Habermas’ın önceleri sosyal teoriyi bu üç bilgi formunun kapsandığı bir bilgi teorisi üzerinde temellendirmeye çalıştığı, ancak daha sonra sosyal teoriyi epistemolojik destek gerektirmeyen yeterliliğe sahip (self-sufficient) olarak görmeye başladığından bu amacından giderek uzaklaştığı savunulur.

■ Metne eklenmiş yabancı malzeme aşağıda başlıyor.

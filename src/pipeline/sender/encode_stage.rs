//! Encode stage for the sender pipeline
//!
//! Serializes and compresses the depth half of each synchronized pair.

use anyhow::Result;
use async_trait::async_trait;
use log::{info, warn};
use std::sync::Arc;
use tokio::sync::mpsc;
use tokio::sync::mpsc::error::TrySendError;

use crate::capture::frame::SyncedPair;
use crate::encoder::{DepthEncoder, WireFrame};
use crate::pipeline::PipelineStage;
use crate::pipeline::health::PipelineHealth;

pub struct EncodeStage {
    encoder: DepthEncoder,
    health: Arc<PipelineHealth>,
    queue_depth: usize,
    input_rx: Option<mpsc::Receiver<SyncedPair>>,
    output_tx: Option<mpsc::Sender<WireFrame>>,
}

impl EncodeStage {
    pub fn new(encoder: DepthEncoder, health: Arc<PipelineHealth>, queue_depth: usize) -> Self {
        Self {
            encoder,
            health,
            queue_depth: queue_depth.max(1),
            input_rx: None,
            output_tx: None,
        }
    }

    /// Set the input channel
    pub fn set_input(&mut self, rx: mpsc::Receiver<SyncedPair>) {
        self.input_rx = Some(rx);
    }

    /// Get the output channel for compressed messages
    pub fn take_output(&mut self) -> mpsc::Receiver<WireFrame> {
        let (tx, rx) = mpsc::channel::<WireFrame>(self.queue_depth);
        self.output_tx = Some(tx);
        rx
    }
}

#[async_trait]
impl PipelineStage for EncodeStage {
    async fn run(&mut self) -> Result<()> {
        let mut input_rx = self
            .input_rx
            .take()
            .ok_or_else(|| anyhow::anyhow!("No input channel"))?;
        let output_tx = self
            .output_tx
            .take()
            .ok_or_else(|| anyhow::anyhow!("No output channel"))?;

        info!("EncodeStage: started ({})", self.encoder.compressor_name());
        let mut encoded = 0u64;
        let mut dropped = 0u64;

        while let Some(pair) = input_rx.recv().await {
            let frame = match self.encoder.encode(&pair.depth) {
                Ok(frame) => frame,
                Err(e) => {
                    self.health.record_encode_failure();
                    warn!("EncodeStage: frame at {} skipped: {}", pair.timestamp, e);
                    continue;
                }
            };
            encoded += 1;

            match output_tx.try_send(frame) {
                Ok(()) => {}
                Err(TrySendError::Full(_)) => {
                    dropped += 1;
                    self.health.record_frame_drop();
                }
                Err(TrySendError::Closed(_)) => {
                    info!("EncodeStage: output channel closed");
                    break;
                }
            }
        }

        info!(
            "EncodeStage: finished ({} encoded, {} dropped)",
            encoded, dropped
        );
        Ok(())
    }

    fn name(&self) -> &'static str {
        "EncodeStage"
    }
}
//! Display-side helpers for reconstructed buffers

pub mod remap;

pub use remap::{LinearRemap, RemapOutcome, remap_in_place};
//! Traits for depth/color frame sources

use std::sync::Arc;

use super::frame::SyncedPair;

/// Callback receiving every synchronized pair, invoked on the producer's thread
pub type PairListener = Arc<dyn Fn(&SyncedPair) + Send + Sync>;

/// Anything that publishes synchronized depth/color pairs
pub trait FrameSource: Send + Sync {
    /// Subscribe under `id`; delivery is synchronous and unqueued
    fn register_synced_pair_listener(&self, id: &str, listener: PairListener);

    /// Unsubscribe `id`. Returns false if nothing was registered under it.
    fn unregister_synced_pair_listener(&self, id: &str) -> bool;
}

Benzer şekilde Habermas’ın çalışmalarının kabaca iki temel aşamaya bölünebileceğini belirten Giddens da Bilgi ve İnsansal İlgiler adlı çalışmayla sona eren birinci aşamada Habermas’ın eleştirel teorisini epistemoloji üzerinde kurmaya çalıştığını, ancak sonraki aşamada bu amacından uzaklaşarak sosyal analizin özgürleştirici potansiyeline ağırlık verdiğini öne sürer . Giddens, Habermas’ın İletişimsel Eylem Kuramı adlı son dönem çalışmasını da söz konusu bu ikinci aşamada geliştirdiği düşüncelerin bir araya getirilerek işlendiği sentetik bir bildirim olarak görür . Öte yandan Habermas’ın sosyal teoriyi, epistemolojik destek gerektirmeyen yeterliliğe sahip olarak gören bu anlayışının teorisini savunmasız bıraktığı öne sürülür.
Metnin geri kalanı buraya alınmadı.